U.S. Rep. Jerry Costello, D-Belleville, has been on the forefront in the miners' battle to maintain health care benefits. Only two weeks ago Costello was co-sponsor of legislation aimed at keeping coal companies that file bankruptcy from shirking their collective bargaining obligations. Costello also has been involved in legislation that will reauthorize funds from the Abandoned Mine Land Reclamation Act to fund permanent benefits.
Costello said the 30-day extension will give union officials and lawmakers breathing room in an effort to secure full-time benefits.
"I applaud the UMWA for extending temporary health care benefits to over 5,000 Horizon miners and retirees until the end of April," Costello said. "This allows time for these miners to be placed into the 1993 Fund so that they have some health care benefits which they have worked so hard to secure."

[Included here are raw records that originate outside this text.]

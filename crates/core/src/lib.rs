//! FitTrack core types and utilities

pub mod error;
pub mod routes;
pub mod storage;
pub mod token;

pub use error::{CoreError, CoreResult};
pub use routes::{Page, RouteEntry, route_table};
pub use storage::{FileTokenStore, MemoryTokenStore, TokenStore};
pub use token::{TokenStatus, decode_expiry};
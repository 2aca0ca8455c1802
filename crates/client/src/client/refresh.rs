//! Single-flight access-token refresh
//!
//! One worker task owns the entire refresh path. Requests that find an
//! expired access token send a message and suspend; the worker runs at most
//! one refresh call at a time and answers every request that queued while it
//! was in flight with the same outcome, in arrival order. There is no
//! flag-and-queue ordering to get wrong: the worker's mailbox is the queue.

use super::error::RefreshError;
use crate::types::{RefreshTokenRequest, RefreshTokenResponse};
use chrono::Utc;
use fittrack_core::storage::TokenStore;
use fittrack_core::token::decode_expiry;
use std::sync::Arc;
use tokio::sync::{mpsc, oneshot};
use tracing::{debug, warn};

/// Callback invoked when a failed refresh forces a logout.
///
/// The SDK's equivalent of the browser redirect to `/login`: the host
/// application decides what "go to the login view" means.
pub type SessionExpiredHook = Arc<dyn Fn() + Send + Sync>;

struct RefreshRequest {
    reply: oneshot::Sender<Result<String, RefreshError>>,
}

/// Cheaply cloneable handle to the refresh worker
#[derive(Clone)]
pub struct RefreshHandle {
    tx: mpsc::Sender<RefreshRequest>,
}

impl RefreshHandle {
    /// Obtain an access token that is valid right now.
    ///
    /// Suspends until the in-flight refresh (if any) settles; every caller
    /// waiting on the same refresh receives the same token or the same error.
    pub async fn fresh_token(&self) -> Result<String, RefreshError> {
        let (reply, rx) = oneshot::channel();
        self.tx
            .send(RefreshRequest { reply })
            .await
            .map_err(|_| RefreshError::Canceled)?;
        rx.await.map_err(|_| RefreshError::Canceled)?
    }
}

/// Spawn the worker task and return a handle to it.
///
/// Must be called from within a Tokio runtime. The task exits when the last
/// handle is dropped.
pub(crate) fn spawn_refresh_worker(
    http: reqwest::Client,
    base_url: String,
    store: Arc<dyn TokenStore>,
    on_session_expired: Option<SessionExpiredHook>,
) -> RefreshHandle {
    let (tx, rx) = mpsc::channel(64);
    let worker = RefreshWorker {
        http,
        base_url,
        store,
        on_session_expired,
        rx,
    };
    tokio::spawn(worker.run());
    RefreshHandle { tx }
}

struct RefreshWorker {
    http: reqwest::Client,
    base_url: String,
    store: Arc<dyn TokenStore>,
    on_session_expired: Option<SessionExpiredHook>,
    rx: mpsc::Receiver<RefreshRequest>,
}

impl RefreshWorker {
    async fn run(mut self) {
        while let Some(first) = self.rx.recv().await {
            let outcome = self.settle().await;

            // Everyone who queued while the refresh was in flight settles
            // with the same outcome, in arrival order.
            let mut waiters = vec![first];
            while let Ok(request) = self.rx.try_recv() {
                waiters.push(request);
            }
            for waiter in waiters {
                let _ = waiter.reply.send(outcome.clone());
            }
        }
    }

    /// Resolve one trigger: reuse a token a previous batch already stored, or
    /// run a single refresh attempt.
    async fn settle(&self) -> Result<String, RefreshError> {
        // The caller judged the token expired before its message reached us;
        // a previous batch may have stored a fresh one since. Re-checking
        // here keeps it at exactly one refresh call per expiry.
        match self.store.access_token().await {
            Ok(Some(token)) if !decode_expiry(&token).is_expired(Utc::now()) => {
                debug!("stored access token is already fresh, skipping refresh");
                return Ok(token);
            }
            Ok(None) => {
                // No access token at all means a failed refresh just tore the
                // session down; answer the racing request without running a
                // second logout.
                match self.store.refresh_token().await {
                    Ok(None) => return Err(RefreshError::NoRefreshToken),
                    Ok(Some(_)) => {}
                    Err(err) => return Err(RefreshError::Storage(err.to_string())),
                }
            }
            Ok(Some(_)) => {}
            Err(err) => return Err(RefreshError::Storage(err.to_string())),
        }

        match self.refresh().await {
            Ok(token) => {
                debug!("access token refreshed");
                Ok(token)
            }
            Err(err) => {
                warn!(error = %err, "token refresh failed, forcing logout");
                self.force_logout().await;
                Err(err)
            }
        }
    }

    /// One call to the backend's refresh endpoint. Single attempt: no retry,
    /// and no timeout beyond the HTTP client's own.
    async fn refresh(&self) -> Result<String, RefreshError> {
        let refresh_token = self
            .store
            .refresh_token()
            .await
            .map_err(|err| RefreshError::Storage(err.to_string()))?
            .ok_or(RefreshError::NoRefreshToken)?;

        let url = format!("{}/auth/refresh", self.base_url);
        let response = self
            .http
            .post(url)
            .json(&RefreshTokenRequest { refresh_token })
            .send()
            .await
            .map_err(|err| RefreshError::Transport(err.to_string()))?;

        let status = response.status();
        if !status.is_success() {
            let message = response.text().await.unwrap_or_else(|_| status.to_string());
            return Err(RefreshError::Server {
                status: status.as_u16(),
                message,
            });
        }

        let body: RefreshTokenResponse = response
            .json()
            .await
            .map_err(|err| RefreshError::Transport(err.to_string()))?;

        self.store
            .set_access_token(&body.access_token)
            .await
            .map_err(|err| RefreshError::Storage(err.to_string()))?;

        Ok(body.access_token)
    }

    /// Clear both credentials and notify the host application, once per
    /// failed refresh regardless of how many requests were waiting on it.
    async fn force_logout(&self) {
        if let Err(err) = self.store.clear().await {
            warn!(error = %err, "failed to clear stored tokens");
        }
        match &self.on_session_expired {
            Some(hook) => hook(),
            None => warn!("session expired; application should navigate to /login"),
        }
    }
}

The legislation was prompted last August when lawyers for Horizon Natural Resources argued successfully during two bankruptcy hearings that - as part of its bankruptcy reorganization plan - Horizon should not be held responsible for health care benefits for the union miners and retirees who had previously worked for Zeigler Coal and Old Ben Coal.
Costello called current bankruptcy laws "grossly unfair."
"We have to continue to live up to the commitment we made to our nation's miners," Costello said. "I will continue to work with my colleagues and the UMWA on legislation for our miners to insure that they have adequate health care for the future."
Costello said enacting bankruptcy reform is the second part of a strategy to provide health coverage to miners who have lost their benefits while ensuring benefits cannot be taken away in the future.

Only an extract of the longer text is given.